Transformers Review

Guest Post

An AO response to the live-action Transformers movie was inevitable. Initially, I had no interest in seeing it and I just wasn’t expecting that I’d be writing a response for a number of reasons. First off, I thought it was going to be terrible, which, not so coincidentally, it was. Second of all, Dan Allen had expressed interest in seeing it (his review is coming also). As much as I didn’t want to fuel Michael Bay’s career (I didn’t, since we ended up with free passes, thankfully), the notoriety surrounding the movie was too great. Everyone I know who saw it said “It was awesome,” which was pre-bolstered by generally good reviews. Rotten Tomatoes gave it a 59% and a 7.3/10 in the Cream of the Crop (the choice reviewers) section, unprecedented for anything Michael “I think I’m cool because I look like I drive a 5.0 Mustang” Bay directed since The Rock, which didn’t have nearly as high a Cream of the Crop rating. I was afraid I might even like Transformers. Putting temptation over the fact that I started an anti-Bay Transformers Facebook group months before the release, I took the plunge. I had to see it. I shot Dan an IM on Sunday and we were ready to roll for the 4:55 p.m. showing.

Reviewers have generally raved about the special effects. I will not. What a waste of money! The characters in robot mode were much too intricately designed to be any fun to watch during the choppily and haphazardly cut battle sequences. For example, during the Bonecrusher and Optimus Prime fight, I felt like I was watching two giant valve trains mating – typical of many of the battle scenes. It was hard to tell what was taking place other than anything and everything being blown to pieces and destroyed. Mind you, I come prepared to pay attention when I go to the cinema, loaded on the delicate balance of caffeine and nicotine.

While standing still, the robot mode character designs suffered less, but still appeared gaudy and generally undecipherable. Prime gets put on the cross for having flames and I, too, will nail him to it for them. I mean, Peterbilts with paint jobs conned from vintage American hot rods are hardly uncommon. In fact, as a resident of the great state of Pennsylvania (where tractor trailers are the Official State Herding Animal), they nearly outnumber pickup trucks with Confederate Flags driven by the populous and geographically challenged citizens. I wish truckers would try to mix it up now and then by NOT adding flames.

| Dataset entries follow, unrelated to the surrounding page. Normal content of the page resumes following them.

//! Configuration types for Depot
//!
//! A single structured config consumed at startup, loadable from a TOML
//! file with `DEPOT__*` environment overrides.

use serde::{Deserialize, Serialize};
use std::path::PathBuf;
use std::time::Duration;

use crate::types::{AttestationType, SbomFormat};

/// Root configuration for Depot
#[derive(Clone, Debug, Default, Serialize, Deserialize)]
#[serde(default)]
pub struct Config {
    pub server: ServerConfig,
    pub storage: StorageConfig,
    pub metadata: MetadataConfig,
    pub identity: IdentityConfig,
    pub supplychain: SupplyChainConfig,
    pub observability: ObservabilityConfig,
}

impl Config {
    /// Load configuration from an optional file plus `DEPOT__*`
    /// environment variables (e.g. `DEPOT__SERVER__PORT=9000`).
    pub fn load(path: Option<&str>) -> Result<Self, config::ConfigError> {
        let mut builder = config::Config::builder();
        if let Some(path) = path {
            builder = builder.add_source(config::File::with_name(path));
        }
        builder = builder.add_source(config::Environment::with_prefix("DEPOT").separator("__"));
        builder.build()?.try_deserialize()
    }
}

/// HTTP server configuration
#[derive(Clone, Debug, Serialize, Deserialize)]
#[serde(default)]
pub struct ServerConfig {
    pub address: String,
    pub port: u16,
    pub tls: Option<TlsConfig>,
    /// Per-request deadline in seconds
    pub request_timeout_secs: u64,
    /// Maximum single-part upload body size in bytes
    pub max_body_bytes: usize,
}

impl Default for ServerConfig {
    fn default() -> Self {
        Self {
            address: "0.0.0.0".to_string(),
            port: 9000,
            tls: None,
            request_timeout_secs: 60,
            max_body_bytes: 100 * 1024 * 1024, // 100 MB
        }
    }
}

/// TLS configuration
#[derive(Clone, Debug, Serialize, Deserialize)]
pub struct TlsConfig {
    pub cert_path: PathBuf,
    pub key_path: PathBuf,
}

/// Which storage backend serves object payloads
#[derive(Clone, Copy, Debug, Default, PartialEq, Eq, Serialize, Deserialize)]
#[serde(rename_all = "lowercase")]
pub enum BackendKind {
    #[default]
    Filesystem,
    S3,
    Gcs,
    Azure,
}

/// Storage configuration
#[derive(Clone, Debug, Serialize, Deserialize)]
#[serde(default)]
pub struct StorageConfig {
    /// Root directory for the filesystem backend and multipart staging
    pub root_directory: PathBuf,
    pub backend: BackendKind,
    pub backend_config: RemoteBackendConfig,
    /// Compute and store SHA-256 sidecars / object metadata inline
    pub enable_checksum: bool,
    pub retry: RetryConfig,
    /// Cap on the in-memory buffer that makes streamed writes replayable
    pub retry_buffer_bytes: usize,
    /// Multipart part upload deadline in seconds
    pub part_timeout_secs: u64,
    /// Multipart sessions idle longer than this are reaped
    pub multipart_idle_secs: u64,
    /// Orphan sweep interval in seconds
    pub sweep_interval_secs: u64,
}

impl Default for StorageConfig {
    fn default() -> Self {
        Self {
            root_directory: PathBuf::from("/var/lib/depot"),
            backend: BackendKind::Filesystem,
            backend_config: RemoteBackendConfig::default(),
            enable_checksum: true,
            retry: RetryConfig::default(),
            retry_buffer_bytes: 32 * 1024 * 1024, // 32 MB
            part_timeout_secs: 10 * 60,
            multipart_idle_secs: 24 * 60 * 60,
            sweep_interval_secs: 5 * 60,
        }
    }
}

/// Settings for the remote object-store backends
#[derive(Clone, Debug, Default, Serialize, Deserialize)]
#[serde(default)]
pub struct RemoteBackendConfig {
    /// Service endpoint, e.g. `https://s3.us-east-1.amazonaws.com`
    pub endpoint: String,
    pub region: String,
    /// The single remote bucket/container all Depot buckets map into
    pub container: String,
    pub access_key: String,
    pub secret_key: String,
    /// Bearer token for GCS
    pub token: String,
    /// Storage account name for Azure
    pub account: String,
}

/// Retry policy settings applied to backend I/O
#[derive(Clone, Debug, Serialize, Deserialize)]
#[serde(default)]
pub struct RetryConfig {
    pub max_attempts: u32,
    pub initial_delay_ms: u64,
    pub max_delay_ms: u64,
}

impl Default for RetryConfig {
    fn default() -> Self {
        Self {
            max_attempts: 3,
            initial_delay_ms: 100,
            max_delay_ms: 10_000,
        }
    }
}

impl RetryConfig {
    #[must_use]
    pub const fn initial_delay(&self) -> Duration {
        Duration::from_millis(self.initial_delay_ms)
    }

    #[must_use]
    pub const fn max_delay(&self) -> Duration {
        Duration::from_millis(self.max_delay_ms)
    }
}

/// Metadata store configuration
#[derive(Clone, Debug, Serialize, Deserialize)]
#[serde(default)]
pub struct MetadataConfig {
    pub db_path: PathBuf,
}

impl Default for MetadataConfig {
    fn default() -> Self {
        Self {
            db_path: PathBuf::from("/var/lib/depot/metadata.db"),
        }
    }
}

/// OIDC identity provider configuration
#[derive(Clone, Debug, Serialize, Deserialize)]
#[serde(default)]
pub struct IdentityConfig {
    pub enabled: bool,
    pub issuer_url: String,
    pub realm: String,
    pub client_id: String,
    pub client_secret: String,
    pub allow_anonymous_get: bool,
}

impl Default for IdentityConfig {
    fn default() -> Self {
        Self {
            enabled: false,
            issuer_url: String::new(),
            realm: String::new(),
            client_id: String::new(),
            client_secret: String::new(),
            allow_anonymous_get: false,
        }
    }
}

/// Supply-chain configuration
#[derive(Clone, Debug, Serialize, Deserialize)]
#[serde(default)]
pub struct SupplyChainConfig {
    pub signing_enabled: bool,
    pub require_sbom: bool,
    pub allowed_sbom_formats: Vec<SbomFormat>,
    pub allowed_attestation_types: Vec<AttestationType>,
}

impl Default for SupplyChainConfig {
    fn default() -> Self {
        Self {
            signing_enabled: true,
            require_sbom: false,
            allowed_sbom_formats: vec![SbomFormat::Spdx, SbomFormat::Cyclonedx],
            allowed_attestation_types: vec![
                AttestationType::Build,
                AttestationType::Test,
                AttestationType::Scan,
                AttestationType::Deploy,
                AttestationType::Provenance,
            ],
        }
    }
}

/// Observability configuration
#[derive(Clone, Debug, Serialize, Deserialize)]
#[serde(default)]
pub struct ObservabilityConfig {
    pub prometheus_enabled: bool,
    pub prometheus_path: String,
    /// OTLP endpoint; tracing is disabled when absent
    pub tracing_endpoint: Option<String>,
    pub tracing_service_name: String,
    pub health_paths: HealthPaths,
}

impl Default for ObservabilityConfig {
    fn default() -> Self {
        Self {
            prometheus_enabled: true,
            prometheus_path: "/metrics".to_string(),
            tracing_endpoint: None,
            tracing_service_name: "depot".to_string(),
            health_paths: HealthPaths::default(),
        }
    }
}

/// Health probe routes
#[derive(Clone, Debug, Serialize, Deserialize)]
#[serde(default)]
pub struct HealthPaths {
    pub health: String,
    pub ready: String,
    pub live: String,
}

impl Default for HealthPaths {
    fn default() -> Self {
        Self {
            health: "/health".to_string(),
            ready: "/health/ready".to_string(),
            live: "/health/live".to_string(),
        }
    }
}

Jazz was cool as a Pontiac Solstice, but Bay needs a brick thrown at him for making all of the Autobots, save for Prime, GM vehicles – and this is coming from a guy who spent eight hours of his twenty-fifth birthday at the GM Nationals muscle car show in Carlisle, PA. Not that GM doesn’t have desirable and fitting models. Iron Hide was better in this vehicle form as a GMC Topkick than the tiny Japanese-sourced support van he was in the original cartoon. That said, he didn’t need swamp-running off-road tires. Overall, having the Autobots as GM equals lame, especially backed against the fact that the only Decepticon car was a Saleen Mustang police car. Bumblebee is a Chevy Camaro; first a 1976 beater model and then a 2009 Camaro Concept, of the fewer than five that exist, three run, two of which are coupes and one of which is the newly showcased convertible. I suppose that it’s probable, in a movie about robots from outer space, that a GM rep is cruising around LA in one of the two running million-dollar-plus Camaro concepts. Simple lesson: Chevy=good and Ford=bad.

I’m not going to waste much more of your time ranting on this stinker of celluloid and binary (Transformers is being shown in DLP also now, which is a strictly digital format), but the human actors need to be commented on. Based on the human characterizations in the film, it’s hard to believe that Michael Bay has ever had any human contact. The characterizations are awkward, and then coupled with horrendous dialog. Even Megan Fox, the brunette stunner with bronze skin, voluptuous curves, seductive eyes and an ample bosom, can do little to save Bay. She’s a pleasure to look at and is a decent actor, but she suffered from the generally terrible script. Shia LeBeouf, who plays the converted “Spike” character Sam, is hailed as being a good performer, but you’d never be able to tell it from seeing him in Transformers.

I could rag on about everything else I didn’t like about the live-action version of the Micro-Man and Diaclone–sourced phenom, but let me end by saying that it was at times unbearable, dumb and a waste of time, which as the owner of Seasons 1 and 2 of the original cartoon, I can say is very reminiscent of the source (except for the waste-of-time part). The negatives greatly outweighed the positives: The Autobots and Decepticons just looked stupid moving in and around actual environments. This was a subject that should have been left for the anime department to handle.